§ Supplied data:
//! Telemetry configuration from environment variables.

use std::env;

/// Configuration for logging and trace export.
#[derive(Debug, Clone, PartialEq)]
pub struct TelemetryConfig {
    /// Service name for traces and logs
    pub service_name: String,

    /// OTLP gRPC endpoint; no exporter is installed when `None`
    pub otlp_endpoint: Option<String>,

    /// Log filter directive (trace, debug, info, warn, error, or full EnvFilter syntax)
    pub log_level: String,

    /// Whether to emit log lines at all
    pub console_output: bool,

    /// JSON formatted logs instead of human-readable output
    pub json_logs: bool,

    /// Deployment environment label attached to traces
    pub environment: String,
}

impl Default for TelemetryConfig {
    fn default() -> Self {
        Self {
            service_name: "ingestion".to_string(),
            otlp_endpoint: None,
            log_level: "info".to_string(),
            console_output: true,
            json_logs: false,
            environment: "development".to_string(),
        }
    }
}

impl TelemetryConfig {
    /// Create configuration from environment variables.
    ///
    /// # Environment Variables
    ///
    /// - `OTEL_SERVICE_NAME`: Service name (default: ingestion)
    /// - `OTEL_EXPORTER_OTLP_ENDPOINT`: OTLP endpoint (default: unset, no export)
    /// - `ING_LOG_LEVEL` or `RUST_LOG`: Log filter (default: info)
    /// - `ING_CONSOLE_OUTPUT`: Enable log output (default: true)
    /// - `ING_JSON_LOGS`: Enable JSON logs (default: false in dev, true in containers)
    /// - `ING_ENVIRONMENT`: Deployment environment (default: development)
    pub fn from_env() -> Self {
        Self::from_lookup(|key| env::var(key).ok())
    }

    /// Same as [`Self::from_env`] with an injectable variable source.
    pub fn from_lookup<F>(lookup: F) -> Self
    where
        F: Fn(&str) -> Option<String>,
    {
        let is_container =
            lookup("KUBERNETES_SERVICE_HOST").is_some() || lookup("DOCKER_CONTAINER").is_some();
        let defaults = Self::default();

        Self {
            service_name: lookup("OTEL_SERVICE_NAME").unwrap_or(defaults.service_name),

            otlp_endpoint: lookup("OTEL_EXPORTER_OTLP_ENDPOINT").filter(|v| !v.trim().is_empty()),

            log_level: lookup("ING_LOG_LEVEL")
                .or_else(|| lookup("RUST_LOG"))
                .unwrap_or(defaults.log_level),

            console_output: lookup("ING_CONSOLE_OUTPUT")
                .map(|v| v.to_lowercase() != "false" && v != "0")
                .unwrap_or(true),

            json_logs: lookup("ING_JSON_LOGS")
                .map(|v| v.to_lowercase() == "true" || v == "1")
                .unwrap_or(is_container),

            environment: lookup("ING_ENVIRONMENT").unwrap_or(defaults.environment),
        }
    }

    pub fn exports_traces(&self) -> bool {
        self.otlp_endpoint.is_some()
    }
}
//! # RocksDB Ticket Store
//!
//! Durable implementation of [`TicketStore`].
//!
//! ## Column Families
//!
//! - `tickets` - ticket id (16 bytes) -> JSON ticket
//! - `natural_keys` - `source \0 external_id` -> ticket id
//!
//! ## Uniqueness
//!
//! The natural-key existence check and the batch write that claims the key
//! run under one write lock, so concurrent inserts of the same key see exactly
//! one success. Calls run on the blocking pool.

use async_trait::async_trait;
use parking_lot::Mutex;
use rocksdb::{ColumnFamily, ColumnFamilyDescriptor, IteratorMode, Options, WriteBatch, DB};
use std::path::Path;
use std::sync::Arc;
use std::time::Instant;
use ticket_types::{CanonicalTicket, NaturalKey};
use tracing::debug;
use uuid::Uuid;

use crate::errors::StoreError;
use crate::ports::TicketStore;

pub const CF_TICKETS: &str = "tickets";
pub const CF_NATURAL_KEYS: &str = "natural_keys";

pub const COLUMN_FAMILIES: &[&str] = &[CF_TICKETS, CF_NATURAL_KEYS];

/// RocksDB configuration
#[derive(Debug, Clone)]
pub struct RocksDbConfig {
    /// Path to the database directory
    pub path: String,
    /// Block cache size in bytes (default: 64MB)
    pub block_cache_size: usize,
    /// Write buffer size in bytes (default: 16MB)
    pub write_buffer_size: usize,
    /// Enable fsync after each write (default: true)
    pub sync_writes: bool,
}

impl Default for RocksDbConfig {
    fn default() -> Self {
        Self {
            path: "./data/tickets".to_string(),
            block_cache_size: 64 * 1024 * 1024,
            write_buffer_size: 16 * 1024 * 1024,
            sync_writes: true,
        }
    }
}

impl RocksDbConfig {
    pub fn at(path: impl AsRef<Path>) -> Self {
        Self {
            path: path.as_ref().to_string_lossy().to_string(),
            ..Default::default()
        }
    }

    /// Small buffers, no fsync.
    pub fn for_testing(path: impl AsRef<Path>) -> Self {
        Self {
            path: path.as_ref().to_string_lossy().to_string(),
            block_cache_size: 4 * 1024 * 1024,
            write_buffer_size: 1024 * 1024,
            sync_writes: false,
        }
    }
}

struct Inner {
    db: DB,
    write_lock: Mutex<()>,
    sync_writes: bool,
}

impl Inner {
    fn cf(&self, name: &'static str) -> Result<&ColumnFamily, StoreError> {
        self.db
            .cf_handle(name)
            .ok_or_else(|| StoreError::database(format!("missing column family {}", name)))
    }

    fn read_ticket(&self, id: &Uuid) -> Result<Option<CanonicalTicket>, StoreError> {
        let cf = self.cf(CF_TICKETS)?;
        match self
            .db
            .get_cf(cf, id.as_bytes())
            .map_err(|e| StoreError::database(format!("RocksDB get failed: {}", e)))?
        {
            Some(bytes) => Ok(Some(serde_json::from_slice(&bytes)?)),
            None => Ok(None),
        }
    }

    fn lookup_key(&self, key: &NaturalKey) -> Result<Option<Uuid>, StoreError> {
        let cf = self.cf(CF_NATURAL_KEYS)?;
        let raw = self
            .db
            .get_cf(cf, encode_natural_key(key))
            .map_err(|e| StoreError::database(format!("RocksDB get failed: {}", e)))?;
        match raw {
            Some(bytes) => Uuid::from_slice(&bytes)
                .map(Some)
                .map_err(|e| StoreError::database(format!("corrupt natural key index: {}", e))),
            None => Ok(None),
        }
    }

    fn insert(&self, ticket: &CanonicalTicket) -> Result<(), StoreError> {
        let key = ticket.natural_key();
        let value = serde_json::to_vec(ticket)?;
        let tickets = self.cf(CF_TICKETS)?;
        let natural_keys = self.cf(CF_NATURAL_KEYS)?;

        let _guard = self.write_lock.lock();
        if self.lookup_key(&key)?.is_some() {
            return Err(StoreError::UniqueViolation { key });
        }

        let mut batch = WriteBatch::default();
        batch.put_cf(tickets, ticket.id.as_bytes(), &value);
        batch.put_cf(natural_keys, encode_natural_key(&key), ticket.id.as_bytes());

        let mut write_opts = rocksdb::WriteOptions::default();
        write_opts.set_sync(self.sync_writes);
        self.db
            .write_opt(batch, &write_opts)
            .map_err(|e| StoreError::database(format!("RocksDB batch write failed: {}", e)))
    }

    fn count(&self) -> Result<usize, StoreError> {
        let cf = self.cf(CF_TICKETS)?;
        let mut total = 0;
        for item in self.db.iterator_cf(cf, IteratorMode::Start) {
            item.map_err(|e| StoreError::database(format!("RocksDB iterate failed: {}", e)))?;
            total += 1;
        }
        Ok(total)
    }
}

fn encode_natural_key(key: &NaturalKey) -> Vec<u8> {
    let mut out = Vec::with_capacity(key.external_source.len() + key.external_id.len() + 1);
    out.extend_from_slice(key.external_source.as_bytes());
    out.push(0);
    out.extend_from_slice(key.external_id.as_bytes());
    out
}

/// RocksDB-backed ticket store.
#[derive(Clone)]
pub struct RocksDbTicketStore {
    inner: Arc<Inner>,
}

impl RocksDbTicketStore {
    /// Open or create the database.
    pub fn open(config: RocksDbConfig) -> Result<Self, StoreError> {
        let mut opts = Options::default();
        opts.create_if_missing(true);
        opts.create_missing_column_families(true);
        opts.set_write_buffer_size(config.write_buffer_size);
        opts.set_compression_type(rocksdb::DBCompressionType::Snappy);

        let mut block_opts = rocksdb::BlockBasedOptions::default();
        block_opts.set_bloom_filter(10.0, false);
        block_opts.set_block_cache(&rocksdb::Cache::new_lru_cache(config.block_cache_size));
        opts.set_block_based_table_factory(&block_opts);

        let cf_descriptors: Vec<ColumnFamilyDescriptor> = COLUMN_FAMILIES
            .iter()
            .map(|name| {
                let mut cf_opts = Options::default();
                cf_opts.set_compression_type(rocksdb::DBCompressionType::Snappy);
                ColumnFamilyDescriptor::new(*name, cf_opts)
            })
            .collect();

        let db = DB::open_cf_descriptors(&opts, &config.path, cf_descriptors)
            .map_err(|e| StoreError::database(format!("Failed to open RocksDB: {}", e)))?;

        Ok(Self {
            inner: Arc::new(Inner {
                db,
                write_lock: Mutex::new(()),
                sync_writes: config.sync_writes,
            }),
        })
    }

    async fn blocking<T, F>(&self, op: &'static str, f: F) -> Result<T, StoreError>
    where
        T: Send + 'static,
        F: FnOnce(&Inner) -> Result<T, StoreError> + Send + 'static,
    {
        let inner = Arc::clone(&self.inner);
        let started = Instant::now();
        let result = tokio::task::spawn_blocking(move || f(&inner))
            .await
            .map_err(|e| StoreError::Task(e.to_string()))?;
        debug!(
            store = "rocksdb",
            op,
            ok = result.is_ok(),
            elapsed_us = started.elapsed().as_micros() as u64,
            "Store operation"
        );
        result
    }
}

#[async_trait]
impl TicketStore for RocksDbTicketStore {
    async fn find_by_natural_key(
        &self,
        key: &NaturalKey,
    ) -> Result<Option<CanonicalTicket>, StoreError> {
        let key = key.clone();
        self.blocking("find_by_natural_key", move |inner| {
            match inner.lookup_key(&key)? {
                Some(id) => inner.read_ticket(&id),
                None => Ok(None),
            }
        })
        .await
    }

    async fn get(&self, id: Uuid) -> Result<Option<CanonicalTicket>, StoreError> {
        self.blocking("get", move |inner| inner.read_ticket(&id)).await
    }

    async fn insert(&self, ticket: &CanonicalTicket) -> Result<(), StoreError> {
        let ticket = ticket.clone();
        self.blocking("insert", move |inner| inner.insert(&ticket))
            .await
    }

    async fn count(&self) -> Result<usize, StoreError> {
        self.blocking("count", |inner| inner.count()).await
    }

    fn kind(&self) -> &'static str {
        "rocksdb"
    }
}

§ Task objective: Please transcribe, exactly and with nothing added, the lines from the first line of the material above through the line that contains "output (default: true)".

§ Solution for this task:
//! Telemetry configuration from environment variables.

use std::env;

/// Configuration for logging and trace export.
#[derive(Debug, Clone, PartialEq)]
pub struct TelemetryConfig {
    /// Service name for traces and logs
    pub service_name: String,

    /// OTLP gRPC endpoint; no exporter is installed when `None`
    pub otlp_endpoint: Option<String>,

    /// Log filter directive (trace, debug, info, warn, error, or full EnvFilter syntax)
    pub log_level: String,

    /// Whether to emit log lines at all
    pub console_output: bool,

    /// JSON formatted logs instead of human-readable output
    pub json_logs: bool,

    /// Deployment environment label attached to traces
    pub environment: String,
}

impl Default for TelemetryConfig {
    fn default() -> Self {
        Self {
            service_name: "ingestion".to_string(),
            otlp_endpoint: None,
            log_level: "info".to_string(),
            console_output: true,
            json_logs: false,
            environment: "development".to_string(),
        }
    }
}

impl TelemetryConfig {
    /// Create configuration from environment variables.
    ///
    /// # Environment Variables
    ///
    /// - `OTEL_SERVICE_NAME`: Service name (default: ingestion)
    /// - `OTEL_EXPORTER_OTLP_ENDPOINT`: OTLP endpoint (default: unset, no export)
    /// - `ING_LOG_LEVEL` or `RUST_LOG`: Log filter (default: info)
    /// - `ING_CONSOLE_OUTPUT`: Enable log output (default: true)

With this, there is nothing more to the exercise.